The issue in the forest lands of Andhra Pradesh, Maharashtra. Madhya
Pradesh, Chattisgarh and Jharkhand is different. Traditionally the
forests here have been the home of the tribals for centuries. Here
again, the root cause is the caste factor. It is the Vaisya who
trades. It is he who is the moneylender. In thousands of years of
Hinduism the roles of the castes have been honed well. You will find
that in the forests of all the Naxalite affected states, the bania has
had a vice like grip on the tribals. He lends money to them and
collects minor forest produce against the loans, taking care to keep
the tribal perpetually indebted.
When posted in Hyderabad in 1989, I had a chance to discuss the
Naxalite problem with the state's Home Minister, who asked me how this
problem could be solved? When I replied- "You have to enforce the Land
Ceiling." The Revenue Minister of the state raised his hands and
replied-"But that is impossible." What he did not tell me was that the
two major castes of Andhra, the Reddy and the Kamma, both landlords
would never allow the land ceiling to be enforced. And they were the
main political force in the state. Here then is the crux of the
problem. The same situation exists in Bihar, where the Brahmin,
Bumihar and Rajput will have his land holdings in the names of his pet
dogs and cats rather than allow the land ceiling to be enforced.
In the landed areas, the upper castes are the main political factor
and they will not allow the lower castes to get their share of land.
In the forested lands, it is the bania, the Vaisya, who is in league
with the political class and who bribes the bureaucrat and keeps the
poor low castes and the tribals in perpetual subservience. There can
be no solution to the problem of the CPl ML leading a proletariat
rebellion without solving the basic problem of giving rights to the
lower castes and the tribals and putting an end to the exploitation by
the upper castes. Measures like the salwa judum are clever ploys by
the same upper caste political and bureaucrat nexus operating. Above
all there can be no military solution to this problem.
The Way Forward
In the landed areas, the first step is to enforce the land ceiling.
This has to be done, forgetting the political factor of particular
political parties wanting to retain power in states like Andhra
Pradesh and Bihar. The Central Para Military Forces and the state
Police which are used in operations against the Naxalites should now
be used to enforce the land ceiling, evict the landlords from their
excessive holdings, and ensure that the surplus lands are cultivated
by the lowest classes and tribals.
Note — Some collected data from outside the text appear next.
//! REST implementation of the TMC client traits
//!
//! Speaks the TMC `v1alpha1` EKS endpoints with bearer-token auth.
//! Request and response bodies wrap the resource in a single-field
//! envelope (`{"eksCluster": ...}`, `{"nodepool": ...}`); full-name
//! components the path omits travel as query parameters. Non-success
//! statuses map onto [`Error::Api`] so the orchestrator's 404/409
//! classification works unchanged.

use async_trait::async_trait;
use reqwest::Response;
use serde::{Deserialize, Serialize};
use tracing::debug;
use url::Url;

use crate::client::TmcClient;
use crate::error::Error;
use crate::model::{EksCluster, EksClusterFullName, Nodepool, NodepoolFullName};

const API_VERSION: &str = "v1alpha1";

#[derive(Deserialize, Serialize)]
#[serde(rename_all = "camelCase")]
struct ClusterEnvelope {
    eks_cluster: EksCluster,
}

#[derive(Deserialize, Serialize)]
struct NodepoolEnvelope {
    nodepool: Nodepool,
}

#[derive(Deserialize)]
struct NodepoolListEnvelope {
    #[serde(default)]
    nodepools: Vec<Nodepool>,
}

/// TMC REST API client
#[derive(Debug)]
pub struct RestClient {
    http: reqwest::Client,
    base: Url,
    token: String,
}

impl RestClient {
    /// Create a client for the given TMC endpoint and API token
    pub fn new(endpoint: &str, token: impl Into<String>) -> Result<Self, Error> {
        let base = Url::parse(endpoint)
            .map_err(|e| Error::validation(format!("invalid TMC endpoint {endpoint:?}: {e}")))?;
        Ok(Self {
            http: reqwest::Client::new(),
            base,
            token: token.into(),
        })
    }

    fn url(&self, path: &str, query: &[(&str, &str)]) -> Result<Url, Error> {
        let mut url = self
            .base
            .join(path)
            .map_err(|e| Error::internal("rest", format!("invalid path {path:?}: {e}")))?;
        if !query.is_empty() {
            let mut pairs = url.query_pairs_mut();
            for (key, value) in query {
                pairs.append_pair(key, value);
            }
        }
        Ok(url)
    }

    fn cluster_path(name: &str) -> String {
        format!("{API_VERSION}/eksclusters/{name}")
    }

    fn nodepool_collection_path(cluster: &str) -> String {
        format!("{API_VERSION}/eksclusters/{cluster}/nodepools")
    }

    fn nodepool_path(cluster: &str, name: &str) -> String {
        format!("{API_VERSION}/eksclusters/{cluster}/nodepools/{name}")
    }

    fn cluster_query(name: &EksClusterFullName) -> Vec<(&'static str, &str)> {
        vec![
            ("fullName.credentialName", name.credential_name.as_str()),
            ("fullName.region", name.region.as_str()),
        ]
    }

    fn nodepool_query(name: &NodepoolFullName) -> Vec<(&'static str, &str)> {
        vec![
            ("fullName.credentialName", name.credential_name.as_str()),
            ("fullName.region", name.region.as_str()),
        ]
    }

    async fn check(response: Response) -> Result<Response, Error> {
        let status = response.status();
        if status.is_success() {
            return Ok(response);
        }
        let message = response.text().await.unwrap_or_default();
        debug!(status = %status, "api request failed");
        Err(Error::api(message, Some(status.as_u16())))
    }

    async fn get_json<T: serde::de::DeserializeOwned>(&self, url: Url) -> Result<T, Error> {
        let response = self
            .http
            .get(url)
            .bearer_auth(&self.token)
            .send()
            .await?;
        Ok(Self::check(response).await?.json().await?)
    }

    async fn send_json<T, B>(&self, method: reqwest::Method, url: Url, body: &B) -> Result<T, Error>
    where
        T: serde::de::DeserializeOwned,
        B: Serialize,
    {
        let response = self
            .http
            .request(method, url)
            .bearer_auth(&self.token)
            .json(body)
            .send()
            .await?;
        Ok(Self::check(response).await?.json().await?)
    }

    async fn delete(&self, url: Url) -> Result<(), Error> {
        let response = self
            .http
            .delete(url)
            .bearer_auth(&self.token)
            .send()
            .await?;
        Self::check(response).await?;
        Ok(())
    }
}

#[async_trait]
impl TmcClient for RestClient {
    async fn create_cluster(&self, cluster: &EksCluster) -> Result<EksCluster, Error> {
        let url = self.url(&format!("{API_VERSION}/eksclusters"), &[])?;
        let envelope: ClusterEnvelope = self
            .send_json(
                reqwest::Method::POST,
                url,
                &ClusterEnvelope {
                    eks_cluster: cluster.clone(),
                },
            )
            .await?;
        Ok(envelope.eks_cluster)
    }

    async fn get_cluster(&self, name: &EksClusterFullName) -> Result<EksCluster, Error> {
        let url = self.url(&Self::cluster_path(&name.name), &Self::cluster_query(name))?;
        let envelope: ClusterEnvelope = self.get_json(url).await?;
        Ok(envelope.eks_cluster)
    }

    async fn update_cluster(&self, cluster: &EksCluster) -> Result<EksCluster, Error> {
        let url = self.url(&Self::cluster_path(&cluster.full_name.name), &[])?;
        let envelope: ClusterEnvelope = self
            .send_json(
                reqwest::Method::PUT,
                url,
                &ClusterEnvelope {
                    eks_cluster: cluster.clone(),
                },
            )
            .await?;
        Ok(envelope.eks_cluster)
    }

    async fn delete_cluster(&self, name: &EksClusterFullName) -> Result<(), Error> {
        let url = self.url(&Self::cluster_path(&name.name), &Self::cluster_query(name))?;
        self.delete(url).await
    }

    async fn list_nodepools(&self, cluster: &EksClusterFullName) -> Result<Vec<Nodepool>, Error> {
        let url = self.url(
            &Self::nodepool_collection_path(&cluster.name),
            &Self::cluster_query(cluster),
        )?;
        let envelope: NodepoolListEnvelope = self.get_json(url).await?;
        Ok(envelope.nodepools)
    }

    async fn create_nodepool(&self, nodepool: &Nodepool) -> Result<Nodepool, Error> {
        let url = self.url(
            &Self::nodepool_collection_path(&nodepool.full_name.eks_cluster_name),
            &[],
        )?;
        let envelope: NodepoolEnvelope = self
            .send_json(
                reqwest::Method::POST,
                url,
                &NodepoolEnvelope {
                    nodepool: nodepool.clone(),
                },
            )
            .await?;
        Ok(envelope.nodepool)
    }

    async fn get_nodepool(&self, name: &NodepoolFullName) -> Result<Nodepool, Error> {
        let url = self.url(
            &Self::nodepool_path(&name.eks_cluster_name, &name.name),
            &Self::nodepool_query(name),
        )?;
        let envelope: NodepoolEnvelope = self.get_json(url).await?;
        Ok(envelope.nodepool)
    }

    async fn update_nodepool(&self, nodepool: &Nodepool) -> Result<Nodepool, Error> {
        let name = &nodepool.full_name;
        let url = self.url(&Self::nodepool_path(&name.eks_cluster_name, &name.name), &[])?;
        let envelope: NodepoolEnvelope = self
            .send_json(
                reqwest::Method::PUT,
                url,
                &NodepoolEnvelope {
                    nodepool: nodepool.clone(),
                },
            )
            .await?;
        Ok(envelope.nodepool)
    }

    async fn delete_nodepool(&self, name: &NodepoolFullName) -> Result<(), Error> {
        let url = self.url(
            &Self::nodepool_path(&name.eks_cluster_name, &name.name),
            &Self::nodepool_query(name),
        )?;
        self.delete(url).await
    }
}
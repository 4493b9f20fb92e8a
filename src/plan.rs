//! Nodepool diff planner
//!
//! Classifies each desired nodepool against the remote nodepools into
//! disjoint create, update, and delete sets. Every remote name lands in
//! exactly one of update or delete; every desired name lands in exactly
//! one of create or update.

use std::collections::HashMap;

use tracing::debug;

use crate::compare::specs_equal;
use crate::error::Error;
use crate::model::{Nodepool, NodepoolDefinition, NodepoolFullName, NodepoolSpec};

/// Disjoint operation sets produced by [`plan_nodepools`]
///
/// Create and update entries keep the desired configuration order;
/// delete entries keep the remote listing order. Update entries already
/// carry server-set defaults copied from the remote spec, so they can
/// be sent as-is.
#[derive(Clone, Debug, Default, PartialEq)]
pub struct NodepoolPlan {
    /// Desired nodepools absent remotely
    pub create: Vec<NodepoolDefinition>,
    /// Nodepools present on both sides with a semantic difference
    pub update: Vec<NodepoolDefinition>,
    /// Remote nodepools absent from the desired configuration
    pub delete: Vec<NodepoolFullName>,
}

impl NodepoolPlan {
    /// True when remote state already matches desired state
    pub fn is_empty(&self) -> bool {
        self.create.is_empty() && self.update.is_empty() && self.delete.is_empty()
    }
}

/// Map nodepool names to their position in the desired configuration
///
/// The server returns nodepools in arbitrary order; the position map
/// keeps plan output index-stable with respect to configuration.
/// Duplicate names are rejected: silently letting one definition win
/// would apply half the user's intent.
pub fn position_map(desired: &[NodepoolDefinition]) -> Result<HashMap<String, usize>, Error> {
    let mut positions = HashMap::with_capacity(desired.len());
    for (index, def) in desired.iter().enumerate() {
        if positions.insert(def.name.clone(), index).is_some() {
            return Err(Error::validation_for(
                def.name.as_str(),
                "duplicate nodepool name in configuration",
            ));
        }
    }
    Ok(positions)
}

/// Copy server-set defaults from a remote spec into a desired spec
///
/// AMI type, capacity type, and release version are defaulted by the
/// control plane when the user leaves them unset; without this copy,
/// "unset in config" would look like "set to empty" and plan a
/// spurious update.
pub fn fill_server_defaults(desired: &mut NodepoolSpec, remote: &NodepoolSpec) {
    if desired.ami_type.as_deref().unwrap_or_default().is_empty() {
        desired.ami_type.clone_from(&remote.ami_type);
    }
    if desired.capacity_type.as_deref().unwrap_or_default().is_empty() {
        desired.capacity_type.clone_from(&remote.capacity_type);
    }
    if desired.release_version.as_deref().unwrap_or_default().is_empty() {
        desired.release_version.clone_from(&remote.release_version);
    }
}

/// Classify desired nodepools against remote nodepools
///
/// Validation errors (duplicate desired names, release version on a
/// brand-new nodepool) are raised here, before any network call.
pub fn plan_nodepools(
    desired: &[NodepoolDefinition],
    remote: &[Nodepool],
) -> Result<NodepoolPlan, Error> {
    let positions = position_map(desired)?;

    let mut working: Vec<NodepoolDefinition> = desired.to_vec();
    let mut seen = vec![false; desired.len()];
    let mut update_positions = Vec::new();
    let mut plan = NodepoolPlan::default();

    for pool in remote {
        let name = pool.full_name.name.as_str();
        let Some(&index) = positions.get(name) else {
            debug!(nodepool = %pool.full_name, "remote nodepool not in configuration, will delete");
            plan.delete.push(pool.full_name.clone());
            continue;
        };
        seen[index] = true;

        let def = &mut working[index];
        fill_server_defaults(&mut def.spec, &pool.spec);

        let description_differs = def.description.as_deref().unwrap_or_default()
            != pool.meta.description.as_deref().unwrap_or_default();
        if description_differs || !specs_equal(&def.spec, &pool.spec) {
            debug!(nodepool = %pool.full_name, "spec differs, will update");
            update_positions.push(index);
        } else {
            debug!(nodepool = %pool.full_name, "in sync");
        }
    }

    update_positions.sort_unstable();
    plan.update = update_positions
        .into_iter()
        .map(|i| working[i].clone())
        .collect();

    for (index, def) in working.iter().enumerate() {
        if seen[index] {
            continue;
        }
        // Release version is update-only; the API rejects it on create
        // with an opaque error, so fail before any network call.
        if !def.spec.release_version.as_deref().unwrap_or_default().is_empty() {
            return Err(Error::validation_for(
                def.name.as_str(),
                "release version cannot be set when creating a nodepool",
            ));
        }
        plan.create.push(def.clone());
    }

    Ok(plan)
}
They should ensure that the crops
grown by the new land holders are secure and they harvest the crop
keeping the landlords away. Once this is done, the Naxalite cadres
will not use landmines on the police forces.
In the forest tracts, laws should be legislated that only forest
dwelling tribes and scheduled castes should have access to forest
lands. Very strictly, upper castes should be prevented from entering
the forests. Cooperatives should be organised of tribals who can be
trained and only these tribal cooperatives should be allowed to trade
in forest produce. Branches of banks with micro credit loans as
operated by the Grameen bank in Bangladesh should be set up with
forest cooperatives to sanction loans to the forest tribes. The Para
Military Forces that were used to hunt the Naxalites should now be
used to enforce the new laws for the forests. They should see that the
Bania does not enter within 100 kilometres of a forest. They should
ensure that all trade is carried out only by the Forest Cooperatives.
They should guard the branches of the micro credit Grameen banks.
When this is done the tribal will know that the government is now with
him at last and he will befriend the police force and stop putting
land mines for them. The Naxalite problem will then wither away.